In these pages, Leonardo draws delicate eddies around stones and speculates on how to shift a river's current to prevent erosion of its banks. He designs a pile-driving machine, devises an accurate wave theory, and gives advice on how to escape a whirlpool or "empty a swamp that flows into the sea."
At a time when North America was a blank on world maps, Leonardo explained the astral phenomenon called "the old moon in the new moon's arms," in which the bright crescent moon at twilight emits a hazy glow across its unilluminated parts. In the first correct account of the phenomenon, Leonardo deduced that sunlight reflected from the earth's oceans, or "earthshine," bathes the unlit portion of the moon in ashen light.
But it was not until 1604, when German astronomer Johannes Kepler published an account, that the scientific world had an explanation of the ashen-light phenomenon. Since printing was in its infancy and Leonardo's restless curiosity drove him from one idea to the next, he never published his theories, and they had no influence on scientific progress during the Renaissance.
"The desire to know is natural to good men," this incessantly inquisitive explorer wrote. Leonardo's great strength as a thinker was his willingness to abandon conventional dogma and proceed from untrammeled observation.
At the time, others explained the existence of marine fossils on mountaintops either as evidence of a Biblical deluge or by the prevailing notion that fossils "grew" in rocks like crystals. Not so, Leonardo concluded. Examining the deposited stone relics taught him that an ancient sea once covered the peaks.
The exhibition encourages experimentation, which Leonardo obviously relished, by offering opportunities for water play. In a demonstration room, viewers can drop objects like glass cubes or marbles into a stream of water to see how different shapes create distinctive currents. A transparent tube shows how bubbles billow upward in a spiral, another of Leonardo's observations in the Codex.
Since it is difficult to study the manuscript in dim light, banks of computer workstations allow the visitor to investigate the folio in detail on CD-ROM. With a trackball, you can click on any portion to magnify the sketches, read an English translation, or view the original backward script. Translations into modern Italian or Leonardo's Renaissance Italian appear at a point-and-click command.
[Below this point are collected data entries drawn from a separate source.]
//! Inventory API Handlers

use axum::extract::{Path, Query, State};
use http::StatusCode;
use serde::Deserialize;
use shared::error::{ApiResponse, AppResult};
use shared::models::{
    ChainVerification, CountLineInput, Item, ItemCreate, ItemUpdate, LedgerEntry, PurchaseOrder,
    PurchaseOrderCreate, ReceivePurchaseOrder, StockCount, StockCountStart, StockSnapshot,
    Supplier, SupplierCreate, WasteCreate, WasteRecord,
};

use crate::api::{JsonBody, ValidatedJson, VenueQuery, authorize};
use crate::auth::CurrentUser;
use crate::core::ServerState;
use crate::features::Module;
use crate::observability::alerts::AlertKind;

const DEFAULT_LIMIT: usize = 50;
const MAX_LIMIT: usize = 500;

#[derive(Debug, Default, Deserialize)]
pub struct ListItemsQuery {
    pub venue_id: Option<String>,
    #[serde(default)]
    pub include_archived: bool,
}

#[derive(Debug, Default, Deserialize)]
pub struct LimitQuery {
    pub venue_id: Option<String>,
    pub limit: Option<usize>,
}

impl LimitQuery {
    fn limit(&self) -> usize {
        self.limit.unwrap_or(DEFAULT_LIMIT).clamp(1, MAX_LIMIT)
    }
}

/// Load an item and check the caller may touch its venue
fn scoped_item(state: &ServerState, user: &CurrentUser, item_id: &str) -> AppResult<Item> {
    let item = state.stock.get_item(item_id)?;
    authorize(state, user, &item.venue_id, Module::Inventory)?;
    Ok(item)
}

// ========== Items ==========

/// GET /api/inventory/items
pub async fn list_items(
    State(state): State<ServerState>,
    user: CurrentUser,
    Query(query): Query<ListItemsQuery>,
) -> AppResult<ApiResponse<Vec<Item>>> {
    let venue_id = query.venue_id.clone().unwrap_or_else(|| user.venue_id.clone());
    authorize(&state, &user, &venue_id, Module::Inventory)?;
    let items = state.stock.list_items(&venue_id, query.include_archived)?;
    Ok(ApiResponse::new("items", items))
}

/// POST /api/inventory/items
pub async fn create_item(
    State(state): State<ServerState>,
    user: CurrentUser,
    ValidatedJson(payload): ValidatedJson<ItemCreate>,
) -> AppResult<(StatusCode, ApiResponse<Item>)> {
    authorize(&state, &user, &payload.venue_id, Module::Inventory)?;
    let item = state.stock.create_item(payload)?;
    tracing::info!(item_id = %item.id, user_id = %user.id, "Item created");
    Ok((StatusCode::CREATED, ApiResponse::new("item", item)))
}

/// GET /api/inventory/items/{id}
pub async fn get_item(
    State(state): State<ServerState>,
    user: CurrentUser,
    Path(id): Path<String>,
) -> AppResult<ApiResponse<Item>> {
    let item = scoped_item(&state, &user, &id)?;
    Ok(ApiResponse::new("item", item))
}

/// PATCH /api/inventory/items/{id}
pub async fn update_item(
    State(state): State<ServerState>,
    user: CurrentUser,
    Path(id): Path<String>,
    JsonBody(payload): JsonBody<ItemUpdate>,
) -> AppResult<ApiResponse<Item>> {
    scoped_item(&state, &user, &id)?;
    let item = state.stock.update_item(&id, payload)?;
    Ok(ApiResponse::new("item", item))
}

/// POST /api/inventory/items/{id}/archive
pub async fn archive_item(
    State(state): State<ServerState>,
    user: CurrentUser,
    Path(id): Path<String>,
) -> AppResult<ApiResponse<Item>> {
    scoped_item(&state, &user, &id)?;
    let item = state.stock.archive_item(&id)?;
    tracing::info!(item_id = %id, user_id = %user.id, "Item archived");
    Ok(ApiResponse::new("item", item))
}

/// GET /api/inventory/items/{id}/stock
pub async fn snapshot(
    State(state): State<ServerState>,
    user: CurrentUser,
    Path(id): Path<String>,
) -> AppResult<ApiResponse<StockSnapshot>> {
    scoped_item(&state, &user, &id)?;
    Ok(ApiResponse::new("stock", state.stock.snapshot(&id)?))
}

/// GET /api/inventory/items/{id}/ledger
pub async fn ledger_tail(
    State(state): State<ServerState>,
    user: CurrentUser,
    Path(id): Path<String>,
    Query(query): Query<LimitQuery>,
) -> AppResult<ApiResponse<Vec<LedgerEntry>>> {
    scoped_item(&state, &user, &id)?;
    let entries = state.stock.ledger().tail(&id, query.limit())?;
    Ok(ApiResponse::new("entries", entries))
}

/// GET /api/inventory/items/{id}/verify
///
/// A broken chain is reported in the body and raised as an alert.
pub async fn verify(
    State(state): State<ServerState>,
    user: CurrentUser,
    Path(id): Path<String>,
) -> AppResult<ApiResponse<ChainVerification>> {
    scoped_item(&state, &user, &id)?;
    let result = state.stock.ledger().verify(&id)?;
    if let Some(seq) = result.first_broken_seq {
        state.alerts.raise(
            AlertKind::LedgerTampered,
            id.clone(),
            format!("Ledger chain of item {id} broken at seq {seq}"),
        );
    }
    Ok(ApiResponse::new("verification", result))
}

// ========== Suppliers ==========

/// GET /api/inventory/suppliers
pub async fn list_suppliers(
    State(state): State<ServerState>,
    user: CurrentUser,
    Query(query): Query<VenueQuery>,
) -> AppResult<ApiResponse<Vec<Supplier>>> {
    let venue_id = query.resolve(&user);
    authorize(&state, &user, &venue_id, Module::Inventory)?;
    Ok(ApiResponse::new("suppliers", state.stock.list_suppliers(&venue_id)?))
}

/// POST /api/inventory/suppliers
pub async fn create_supplier(
    State(state): State<ServerState>,
    user: CurrentUser,
    ValidatedJson(payload): ValidatedJson<SupplierCreate>,
) -> AppResult<(StatusCode, ApiResponse<Supplier>)> {
    authorize(&state, &user, &payload.venue_id, Module::Inventory)?;
    let supplier = state.stock.create_supplier(payload)?;
    Ok((StatusCode::CREATED, ApiResponse::new("supplier", supplier)))
}

// ========== Purchase orders ==========

fn scoped_po(state: &ServerState, user: &CurrentUser, po_id: &str) -> AppResult<PurchaseOrder> {
    let po = state.stock.get_purchase_order(po_id)?;
    authorize(state, user, &po.venue_id, Module::Inventory)?;
    Ok(po)
}

/// POST /api/inventory/purchase-orders
pub async fn create_purchase_order(
    State(state): State<ServerState>,
    user: CurrentUser,
    ValidatedJson(payload): ValidatedJson<PurchaseOrderCreate>,
) -> AppResult<(StatusCode, ApiResponse<PurchaseOrder>)> {
    authorize(&state, &user, &payload.venue_id, Module::Inventory)?;
    let po = state.stock.create_purchase_order(payload, &user.id)?;
    Ok((StatusCode::CREATED, ApiResponse::new("purchase_order", po)))
}

/// GET /api/inventory/purchase-orders/{id}
pub async fn get_purchase_order(
    State(state): State<ServerState>,
    user: CurrentUser,
    Path(id): Path<String>,
) -> AppResult<ApiResponse<PurchaseOrder>> {
    Ok(ApiResponse::new("purchase_order", scoped_po(&state, &user, &id)?))
}

/// POST /api/inventory/purchase-orders/{id}/approve
pub async fn approve_purchase_order(
    State(state): State<ServerState>,
    user: CurrentUser,
    Path(id): Path<String>,
) -> AppResult<ApiResponse<PurchaseOrder>> {
    scoped_po(&state, &user, &id)?;
    let po = state.stock.approve_purchase_order(&id)?;
    tracing::info!(po_id = %id, user_id = %user.id, "Purchase order approved");
    Ok(ApiResponse::new("purchase_order", po))
}

#[derive(Debug, serde::Serialize)]
pub struct ReceiptResponse {
    pub purchase_order: PurchaseOrder,
    pub lots: Vec<shared::models::Lot>,
}

/// POST /api/inventory/purchase-orders/{id}/receive
pub async fn receive_purchase_order(
    State(state): State<ServerState>,
    user: CurrentUser,
    Path(id): Path<String>,
    ValidatedJson(payload): ValidatedJson<ReceivePurchaseOrder>,
) -> AppResult<ApiResponse<ReceiptResponse>> {
    scoped_po(&state, &user, &id)?;
    let (purchase_order, lots) = state.stock.receive_purchase_order(&id, payload)?;
    Ok(ApiResponse::new(
        "receipt",
        ReceiptResponse {
            purchase_order,
            lots,
        },
    ))
}

// ========== Stock counts ==========

fn scoped_count(state: &ServerState, user: &CurrentUser, count_id: &str) -> AppResult<StockCount> {
    let count = state.stock.get_count(count_id)?;
    authorize(state, user, &count.venue_id, Module::Inventory)?;
    Ok(count)
}

/// POST /api/inventory/counts
pub async fn start_count(
    State(state): State<ServerState>,
    user: CurrentUser,
    ValidatedJson(payload): ValidatedJson<StockCountStart>,
) -> AppResult<(StatusCode, ApiResponse<StockCount>)> {
    authorize(&state, &user, &payload.venue_id, Module::Inventory)?;
    let count = state.stock.start_count(&payload.venue_id, &user.id)?;
    Ok((StatusCode::CREATED, ApiResponse::new("count", count)))
}

/// GET /api/inventory/counts/{id}
pub async fn get_count(
    State(state): State<ServerState>,
    user: CurrentUser,
    Path(id): Path<String>,
) -> AppResult<ApiResponse<StockCount>> {
    Ok(ApiResponse::new("count", scoped_count(&state, &user, &id)?))
}

/// POST /api/inventory/counts/{id}/lines
pub async fn submit_count_line(
    State(state): State<ServerState>,
    user: CurrentUser,
    Path(id): Path<String>,
    ValidatedJson(payload): ValidatedJson<CountLineInput>,
) -> AppResult<ApiResponse<StockCount>> {
    scoped_count(&state, &user, &id)?;
    let count = state.stock.submit_count_line(&id, payload)?;
    Ok(ApiResponse::new("count", count))
}

/// POST /api/inventory/counts/{id}/complete
pub async fn complete_count(
    State(state): State<ServerState>,
    user: CurrentUser,
    Path(id): Path<String>,
) -> AppResult<ApiResponse<StockCount>> {
    scoped_count(&state, &user, &id)?;
    let count = state.stock.complete_count(&id)?;
    tracing::info!(count_id = %id, adjustments = count.adjustments, "Stock count completed");
    Ok(ApiResponse::new("count", count))
}

// ========== Waste ==========

/// GET /api/inventory/waste
pub async fn list_waste(
    State(state): State<ServerState>,
    user: CurrentUser,
    Query(query): Query<LimitQuery>,
) -> AppResult<ApiResponse<Vec<WasteRecord>>> {
    let venue_id = query.venue_id.clone().unwrap_or_else(|| user.venue_id.clone());
    authorize(&state, &user, &venue_id, Module::Inventory)?;
    let records = state.stock.list_waste(&venue_id, query.limit())?;
    Ok(ApiResponse::new("waste", records))
}

/// POST /api/inventory/waste
pub async fn log_waste(
    State(state): State<ServerState>,
    user: CurrentUser,
    ValidatedJson(payload): ValidatedJson<WasteCreate>,
) -> AppResult<(StatusCode, ApiResponse<WasteRecord>)> {
    scoped_item(&state, &user, &payload.item_id)?;
    let record = state.stock.log_waste(payload, &user.id)?;
    Ok((StatusCode::CREATED, ApiResponse::new("waste", record)))
}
In one section, Leonardo gives pointers, like Mark Twain in "Life on the Mississippi," on how to read the depths of a river from its surface. Fortunately for us, the Codex allows a similar window into the profundity of an extraordinary mind. As Ellen Futter, museum president, says, the Codex shows that "science and art emanate from a common spring, namely, the search for truth."
*A companion text to the exhibit, 'Leonardo da Vinci, Codex Leicester: A Masterpiece of Science' ($49.95), published by the American Museum of Natural History, reproduces the Codex with synopses translated into English. 'Leonardo da Vinci,' a CD-ROM produced by Corbis Corp. ($50), focuses on the relationship of nature and science to art.